══ DATASET ══

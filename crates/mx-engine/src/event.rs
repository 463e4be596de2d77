//! Stream state notifications from the render thread.

use mx_core::Handle;
use ringbuf::traits::{Producer, Split};
use ringbuf::{HeapCons, HeapProd, HeapRb};

/// A stream changed state while commands executed or audio rendered.
#[derive(Clone, Copy, Debug, PartialEq, Eq)]
pub enum MixerEvent {
    StreamStarted { stream: Handle },
    StreamStopped { stream: Handle },
    StreamReset { stream: Handle },
    /// A non-repeating stream reached the end of its content.
    StreamFinished { stream: Handle },
}

/// Consumer side of the event queue, handed out by [`Mixer::take_events`](crate::Mixer::take_events).
pub type EventReceiver = HeapCons<MixerEvent>;

/// Render-thread side of the bounded event queue.
pub(crate) struct EventSender {
    producer: HeapProd<MixerEvent>,
    dropped: u64,
}

impl EventSender {
    pub(crate) fn channel(capacity: usize) -> (Self, EventReceiver) {
        let (producer, consumer) = HeapRb::<MixerEvent>::new(capacity.max(1)).split();
        (Self { producer, dropped: 0 }, consumer)
    }

    /// Queue an event, dropping it if the consumer has fallen behind.
    pub(crate) fn send(&mut self, event: MixerEvent) {
        if self.producer.try_push(event).is_err() {
            self.dropped += 1;
            log::warn!("event queue full, dropped {:?} ({} total)", event, self.dropped);
        }
    }

    pub(crate) fn dropped(&self) -> u64 {
        self.dropped
    }
}

#[cfg(test)]
mod tests {
    use super::*;
    use ringbuf::traits::Consumer;

    #[test]
    fn full_queue_drops_newest() {
        let stream = Handle::new(1).unwrap();
        let (mut tx, mut rx) = EventSender::channel(2);
        tx.send(MixerEvent::StreamStarted { stream });
        tx.send(MixerEvent::StreamStopped { stream });
        tx.send(MixerEvent::StreamReset { stream });
        assert_eq!(tx.dropped(), 1);

        assert_eq!(rx.try_pop(), Some(MixerEvent::StreamStarted { stream }));
        assert_eq!(rx.try_pop(), Some(MixerEvent::StreamStopped { stream }));
        assert_eq!(rx.try_pop(), None);
    }
}
//! Render graph for the mixbus engine.
//!
//! Producers allocate handles and submit [`CommandBuffer`]s through a
//! [`MixerProducer`]; the thread that owns the [`Mixer`] drains them once per
//! tick with [`Mixer::process`] and pulls audio with [`Mixer::get_samples`].

extern crate alloc;

mod bus;
mod command;
mod command_queue;
mod config;
mod effect;
pub mod effects;
mod error;
mod event;
mod mixer;
mod object_table;
mod processor;
pub mod stft;
mod stream;

pub use bus::Bus;
pub use command::{Command, CommandBuffer, ProcessorUpdate};
pub use command_queue::CommandQueue;
pub use config::MixerConfig;
pub use effect::{Effect, EffectInfo, ParamInfo};
pub use effects::{create_effect, EffectKind};
pub use error::{MixerError, ObjectKind};
pub use event::{EventReceiver, MixerEvent};
pub use mixer::{Mixer, MixerProducer};
pub use object_table::{HandleAllocator, Object, ObjectTable, SharedAllocator};
pub use processor::ProcessorNode;
pub use stream::{DataNode, StreamNode};

// Re-export so callers rarely need mx-core directly.
pub use mx_core::{Handle, OscillatorData, PcmData, SoundData, SoundStream, Waveform};
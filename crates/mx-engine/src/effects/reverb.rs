//! Feedback comb reverb.

use alloc::vec::Vec;

use mx_core::MAX_CHANNELS;

use crate::effect::{Effect, EffectInfo, ParamInfo};

static PARAMS: &[ParamInfo] = &[
    ParamInfo {
        id: 0,
        name: "Delay (s)",
        min: 0.0,
        max: 2.0,
        default: 0.1,
    },
    ParamInfo {
        id: 1,
        name: "Decay",
        min: 0.0,
        max: 1.0,
        default: 0.5,
    },
];

static INFO: EffectInfo = EffectInfo {
    name: "Reverb",
    short_name: "Verb",
    params: PARAMS,
};

/// Dry signal plus echoes every `delay` seconds, each scaled by `decay`.
pub struct Reverb {
    delay: f32,
    decay: f32,
    lines: Vec<Vec<f32>>,
}

impl Reverb {
    pub fn new(delay: f32, decay: f32) -> Self {
        Self {
            delay: PARAMS[0].clamp(delay),
            decay: PARAMS[1].clamp(decay),
            lines: (0..MAX_CHANNELS).map(|_| Vec::new()).collect(),
        }
    }
}

impl Effect for Reverb {
    fn info(&self) -> &EffectInfo {
        &INFO
    }

    fn process(&mut self, frames: u32, channels: u16, sample_rate: u32, samples: &mut [f32]) {
        let frames = frames as usize;
        let delay_frames = (self.delay * sample_rate as f32) as usize;
        let decay = self.decay;

        for (ch, line) in self.lines.iter_mut().enumerate().take(channels as usize) {
            line.resize(frames + delay_frames, 0.0);
            let block = &mut samples[ch * frames..(ch + 1) * frames];

            for (slot, &input) in line.iter_mut().zip(block.iter()) {
                *slot += input;
            }
            // feedback runs forward so echoes shorter than the block recirculate
            for f in 0..frames {
                line[f + delay_frames] += line[f] * decay;
            }
            block.copy_from_slice(&line[..frames]);

            line.copy_within(frames.., 0);
            line[delay_frames..].fill(0.0);
        }
    }

    fn reset(&mut self) {
        for line in &mut self.lines {
            line.fill(0.0);
        }
    }

    fn set_param(&mut self, param: u16, value: f32) -> bool {
        match param {
            0 => self.delay = PARAMS[0].clamp(value),
            1 => self.decay = PARAMS[1].clamp(value),
            _ => return false,
        }
        true
    }

    fn param(&self, param: u16) -> Option<f32> {
        match param {
            0 => Some(self.delay),
            1 => Some(self.decay),
            _ => None,
        }
    }
}

#[cfg(test)]
mod tests {
    use super::*;

    #[test]
    fn impulse_produces_decaying_echoes() {
        // echo every 2 frames at 10 Hz, half amplitude each time
        let mut r = Reverb::new(0.2, 0.5);
        let mut out = Vec::new();
        let mut block = [1.0f32, 0.0, 0.0];
        r.process(3, 1, 10, &mut block);
        out.extend_from_slice(&block);
        for _ in 0..2 {
            let mut block = [0.0f32; 3];
            r.process(3, 1, 10, &mut block);
            out.extend_from_slice(&block);
        }
        assert_eq!(out, [1.0, 0.0, 0.5, 0.0, 0.25, 0.0, 0.125, 0.0, 0.0625]);
    }

    #[test]
    fn zero_decay_is_dry() {
        let mut r = Reverb::new(0.1, 0.0);
        let mut block = [0.5f32, -0.5, 0.25];
        r.process(3, 1, 10, &mut block);
        assert_eq!(block, [0.5, -0.5, 0.25]);
    }

    #[test]
    fn params_round_trip_through_ids() {
        let mut r = Reverb::new(0.1, 0.5);
        assert!(r.set_param(1, 2.0));
        assert_eq!(r.param(1), Some(1.0));
        assert!(r.set_param(0, 0.3));
        assert_eq!(r.param(0), Some(0.3));
        assert!(!r.set_param(2, 0.0));
    }
}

═══

## EXERCISE
Reproduce exactly, and only, the part of the listing above that begins at the line with "the render thread." and goes on through the line with "has fallen behind.".

## PROBLEM SOLUTION
//! Stream state notifications from the render thread.

use mx_core::Handle;
use ringbuf::traits::{Producer, Split};
use ringbuf::{HeapCons, HeapProd, HeapRb};

/// A stream changed state while commands executed or audio rendered.
#[derive(Clone, Copy, Debug, PartialEq, Eq)]
pub enum MixerEvent {
    StreamStarted { stream: Handle },
    StreamStopped { stream: Handle },
    StreamReset { stream: Handle },
    /// A non-repeating stream reached the end of its content.
    StreamFinished { stream: Handle },
}

/// Consumer side of the event queue, handed out by [`Mixer::take_events`](crate::Mixer::take_events).
pub type EventReceiver = HeapCons<MixerEvent>;

/// Render-thread side of the bounded event queue.
pub(crate) struct EventSender {
    producer: HeapProd<MixerEvent>,
    dropped: u64,
}

impl EventSender {
    pub(crate) fn channel(capacity: usize) -> (Self, EventReceiver) {
        let (producer, consumer) = HeapRb::<MixerEvent>::new(capacity.max(1)).split();
        (Self { producer, dropped: 0 }, consumer)
    }

    /// Queue an event, dropping it if the consumer has fallen behind.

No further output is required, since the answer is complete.